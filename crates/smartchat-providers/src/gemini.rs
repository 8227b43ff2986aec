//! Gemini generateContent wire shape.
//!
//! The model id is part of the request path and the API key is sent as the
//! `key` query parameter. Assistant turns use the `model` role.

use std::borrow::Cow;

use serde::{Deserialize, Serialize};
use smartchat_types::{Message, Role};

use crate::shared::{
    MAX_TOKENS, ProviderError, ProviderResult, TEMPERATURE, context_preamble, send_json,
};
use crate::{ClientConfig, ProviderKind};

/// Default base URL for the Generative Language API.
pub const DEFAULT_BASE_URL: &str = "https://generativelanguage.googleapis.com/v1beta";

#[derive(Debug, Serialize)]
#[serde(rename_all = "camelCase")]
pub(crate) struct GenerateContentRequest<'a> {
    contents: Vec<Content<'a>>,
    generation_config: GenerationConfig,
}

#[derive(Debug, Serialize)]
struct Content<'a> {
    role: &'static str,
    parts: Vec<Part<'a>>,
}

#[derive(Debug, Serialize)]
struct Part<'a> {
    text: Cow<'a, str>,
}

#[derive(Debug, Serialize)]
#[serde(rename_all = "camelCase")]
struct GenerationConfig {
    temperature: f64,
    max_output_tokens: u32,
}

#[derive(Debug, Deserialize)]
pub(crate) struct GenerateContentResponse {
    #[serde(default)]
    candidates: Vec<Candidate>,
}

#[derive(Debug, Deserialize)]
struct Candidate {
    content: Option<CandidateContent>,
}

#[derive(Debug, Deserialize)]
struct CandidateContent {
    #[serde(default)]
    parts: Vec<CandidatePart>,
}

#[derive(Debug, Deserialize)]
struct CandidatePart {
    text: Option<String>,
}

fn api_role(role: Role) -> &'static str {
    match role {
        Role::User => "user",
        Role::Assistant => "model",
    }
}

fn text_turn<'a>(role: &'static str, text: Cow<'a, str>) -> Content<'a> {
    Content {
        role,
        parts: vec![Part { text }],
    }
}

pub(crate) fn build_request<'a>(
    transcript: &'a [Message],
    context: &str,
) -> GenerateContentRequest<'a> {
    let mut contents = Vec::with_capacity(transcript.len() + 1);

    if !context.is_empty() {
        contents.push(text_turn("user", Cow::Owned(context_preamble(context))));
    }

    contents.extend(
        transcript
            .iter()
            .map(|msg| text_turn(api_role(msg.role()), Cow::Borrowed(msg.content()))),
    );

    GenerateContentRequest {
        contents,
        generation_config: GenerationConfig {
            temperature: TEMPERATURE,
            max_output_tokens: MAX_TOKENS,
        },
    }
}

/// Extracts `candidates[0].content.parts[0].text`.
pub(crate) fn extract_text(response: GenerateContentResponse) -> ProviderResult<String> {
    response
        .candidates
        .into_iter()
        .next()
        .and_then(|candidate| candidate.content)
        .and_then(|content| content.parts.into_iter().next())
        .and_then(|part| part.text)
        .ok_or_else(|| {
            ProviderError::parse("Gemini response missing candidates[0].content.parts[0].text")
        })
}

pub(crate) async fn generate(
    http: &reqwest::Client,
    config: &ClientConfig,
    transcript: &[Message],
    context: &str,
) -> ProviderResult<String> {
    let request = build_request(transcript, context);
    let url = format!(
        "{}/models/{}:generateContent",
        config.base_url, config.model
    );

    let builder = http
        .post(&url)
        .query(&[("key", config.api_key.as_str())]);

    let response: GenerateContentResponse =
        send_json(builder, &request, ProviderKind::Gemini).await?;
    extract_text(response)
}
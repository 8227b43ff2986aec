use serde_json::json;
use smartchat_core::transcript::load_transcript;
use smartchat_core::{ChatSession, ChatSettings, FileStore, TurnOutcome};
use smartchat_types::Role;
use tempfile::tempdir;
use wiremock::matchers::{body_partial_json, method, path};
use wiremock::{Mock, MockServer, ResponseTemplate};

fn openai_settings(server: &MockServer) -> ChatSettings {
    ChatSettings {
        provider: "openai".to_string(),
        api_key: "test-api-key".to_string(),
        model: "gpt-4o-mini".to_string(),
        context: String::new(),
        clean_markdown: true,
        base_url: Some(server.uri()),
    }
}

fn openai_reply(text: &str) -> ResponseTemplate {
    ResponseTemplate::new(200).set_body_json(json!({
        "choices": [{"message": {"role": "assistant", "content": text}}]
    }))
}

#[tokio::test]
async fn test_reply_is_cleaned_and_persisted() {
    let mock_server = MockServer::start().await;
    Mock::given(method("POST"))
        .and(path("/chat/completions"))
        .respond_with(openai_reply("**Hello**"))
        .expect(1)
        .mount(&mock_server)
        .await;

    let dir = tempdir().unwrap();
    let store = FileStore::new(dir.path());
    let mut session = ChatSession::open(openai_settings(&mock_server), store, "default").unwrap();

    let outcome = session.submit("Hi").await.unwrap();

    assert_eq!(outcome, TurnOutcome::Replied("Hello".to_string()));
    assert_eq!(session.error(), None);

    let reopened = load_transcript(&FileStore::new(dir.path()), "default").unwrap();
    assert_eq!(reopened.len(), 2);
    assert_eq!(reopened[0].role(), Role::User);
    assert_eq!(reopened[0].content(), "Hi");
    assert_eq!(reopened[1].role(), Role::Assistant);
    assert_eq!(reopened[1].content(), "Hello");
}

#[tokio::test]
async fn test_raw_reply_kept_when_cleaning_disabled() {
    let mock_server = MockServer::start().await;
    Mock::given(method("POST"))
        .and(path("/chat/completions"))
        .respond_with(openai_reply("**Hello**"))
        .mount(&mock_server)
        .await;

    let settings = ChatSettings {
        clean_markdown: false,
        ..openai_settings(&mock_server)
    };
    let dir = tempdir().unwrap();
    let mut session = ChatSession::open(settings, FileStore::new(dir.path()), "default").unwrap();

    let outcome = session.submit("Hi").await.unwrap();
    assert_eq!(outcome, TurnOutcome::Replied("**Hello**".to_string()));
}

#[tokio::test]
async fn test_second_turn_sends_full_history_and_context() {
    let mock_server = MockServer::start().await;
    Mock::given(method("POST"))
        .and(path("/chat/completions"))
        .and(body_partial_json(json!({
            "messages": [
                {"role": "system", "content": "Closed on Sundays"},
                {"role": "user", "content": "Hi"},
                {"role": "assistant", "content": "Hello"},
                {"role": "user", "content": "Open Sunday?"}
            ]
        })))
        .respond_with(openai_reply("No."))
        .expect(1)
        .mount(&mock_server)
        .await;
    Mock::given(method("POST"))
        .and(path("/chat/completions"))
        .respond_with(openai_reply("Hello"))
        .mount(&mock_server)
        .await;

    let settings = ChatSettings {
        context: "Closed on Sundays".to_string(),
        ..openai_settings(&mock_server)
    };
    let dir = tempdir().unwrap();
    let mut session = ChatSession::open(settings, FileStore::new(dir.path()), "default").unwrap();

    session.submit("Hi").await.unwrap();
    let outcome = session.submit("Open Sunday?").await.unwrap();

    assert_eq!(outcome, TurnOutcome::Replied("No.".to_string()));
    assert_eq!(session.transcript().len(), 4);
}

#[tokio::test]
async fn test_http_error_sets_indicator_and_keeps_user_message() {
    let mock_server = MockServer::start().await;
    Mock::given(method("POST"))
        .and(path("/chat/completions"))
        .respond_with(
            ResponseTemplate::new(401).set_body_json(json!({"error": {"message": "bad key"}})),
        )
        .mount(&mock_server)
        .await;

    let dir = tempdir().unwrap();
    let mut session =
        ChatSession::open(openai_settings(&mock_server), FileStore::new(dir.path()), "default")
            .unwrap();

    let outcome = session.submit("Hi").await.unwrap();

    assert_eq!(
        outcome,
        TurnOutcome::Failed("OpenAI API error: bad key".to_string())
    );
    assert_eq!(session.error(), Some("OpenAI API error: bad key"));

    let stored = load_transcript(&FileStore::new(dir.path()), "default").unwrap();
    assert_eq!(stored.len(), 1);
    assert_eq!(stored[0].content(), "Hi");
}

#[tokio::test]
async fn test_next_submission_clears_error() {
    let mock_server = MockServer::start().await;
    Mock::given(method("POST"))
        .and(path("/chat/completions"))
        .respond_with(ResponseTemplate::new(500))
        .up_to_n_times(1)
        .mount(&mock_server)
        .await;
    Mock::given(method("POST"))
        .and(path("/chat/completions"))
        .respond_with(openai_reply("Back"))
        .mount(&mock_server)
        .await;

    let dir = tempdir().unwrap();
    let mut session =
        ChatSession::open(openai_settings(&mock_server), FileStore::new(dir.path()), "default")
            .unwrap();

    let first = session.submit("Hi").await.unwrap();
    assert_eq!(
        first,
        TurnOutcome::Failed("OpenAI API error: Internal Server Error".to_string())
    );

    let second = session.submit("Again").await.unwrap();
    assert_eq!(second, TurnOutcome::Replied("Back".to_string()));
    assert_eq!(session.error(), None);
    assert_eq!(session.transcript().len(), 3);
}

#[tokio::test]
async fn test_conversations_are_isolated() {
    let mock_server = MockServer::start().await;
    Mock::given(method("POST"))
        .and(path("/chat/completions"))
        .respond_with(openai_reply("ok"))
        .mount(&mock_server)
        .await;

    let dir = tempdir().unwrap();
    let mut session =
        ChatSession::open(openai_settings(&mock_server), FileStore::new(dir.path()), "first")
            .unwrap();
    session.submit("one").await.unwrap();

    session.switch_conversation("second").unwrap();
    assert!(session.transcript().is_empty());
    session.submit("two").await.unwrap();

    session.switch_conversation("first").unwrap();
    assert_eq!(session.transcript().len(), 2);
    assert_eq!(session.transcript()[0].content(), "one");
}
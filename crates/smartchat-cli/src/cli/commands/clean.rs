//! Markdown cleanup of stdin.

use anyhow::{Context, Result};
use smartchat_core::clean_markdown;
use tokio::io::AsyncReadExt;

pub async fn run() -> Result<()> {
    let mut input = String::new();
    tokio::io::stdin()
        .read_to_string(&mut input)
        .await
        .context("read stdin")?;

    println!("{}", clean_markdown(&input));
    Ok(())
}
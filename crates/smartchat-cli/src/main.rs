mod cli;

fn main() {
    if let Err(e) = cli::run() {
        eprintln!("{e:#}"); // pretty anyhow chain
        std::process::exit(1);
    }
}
--
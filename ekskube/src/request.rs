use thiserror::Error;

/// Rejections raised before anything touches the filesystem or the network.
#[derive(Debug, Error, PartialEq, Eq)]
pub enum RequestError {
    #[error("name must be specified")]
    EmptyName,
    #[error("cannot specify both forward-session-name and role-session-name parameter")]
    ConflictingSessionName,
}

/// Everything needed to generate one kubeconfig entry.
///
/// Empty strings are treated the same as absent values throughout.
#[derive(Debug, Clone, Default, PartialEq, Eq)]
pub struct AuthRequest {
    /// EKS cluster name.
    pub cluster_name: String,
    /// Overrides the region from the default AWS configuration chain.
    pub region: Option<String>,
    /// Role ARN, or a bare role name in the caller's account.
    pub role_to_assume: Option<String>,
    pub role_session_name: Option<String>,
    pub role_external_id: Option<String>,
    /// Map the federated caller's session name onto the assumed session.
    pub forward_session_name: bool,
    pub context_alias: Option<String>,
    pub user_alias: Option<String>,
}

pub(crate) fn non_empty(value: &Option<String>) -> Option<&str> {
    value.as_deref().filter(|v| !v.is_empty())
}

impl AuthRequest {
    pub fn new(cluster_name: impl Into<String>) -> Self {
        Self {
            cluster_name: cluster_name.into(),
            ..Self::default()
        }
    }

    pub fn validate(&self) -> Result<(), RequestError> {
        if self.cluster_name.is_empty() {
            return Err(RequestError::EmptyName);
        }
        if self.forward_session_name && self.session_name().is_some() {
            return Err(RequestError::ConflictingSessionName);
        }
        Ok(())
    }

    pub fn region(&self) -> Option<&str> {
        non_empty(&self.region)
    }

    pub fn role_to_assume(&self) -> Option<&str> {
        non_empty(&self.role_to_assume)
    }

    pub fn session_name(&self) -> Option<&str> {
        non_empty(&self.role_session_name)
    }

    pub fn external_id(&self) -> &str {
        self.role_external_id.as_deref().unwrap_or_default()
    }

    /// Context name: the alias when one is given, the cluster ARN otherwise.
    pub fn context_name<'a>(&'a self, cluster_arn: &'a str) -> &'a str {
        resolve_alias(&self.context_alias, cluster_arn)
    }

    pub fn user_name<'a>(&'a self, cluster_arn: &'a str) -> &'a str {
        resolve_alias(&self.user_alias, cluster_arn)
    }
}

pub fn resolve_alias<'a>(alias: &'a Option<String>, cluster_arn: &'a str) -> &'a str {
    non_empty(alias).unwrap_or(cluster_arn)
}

Task to complete: Copy out, from the data above, every line holding the word "Closed".

Answer to this exercise:
                {"role": "system", "content": "Closed on Sundays"},
        context: "Closed on Sundays".to_string(),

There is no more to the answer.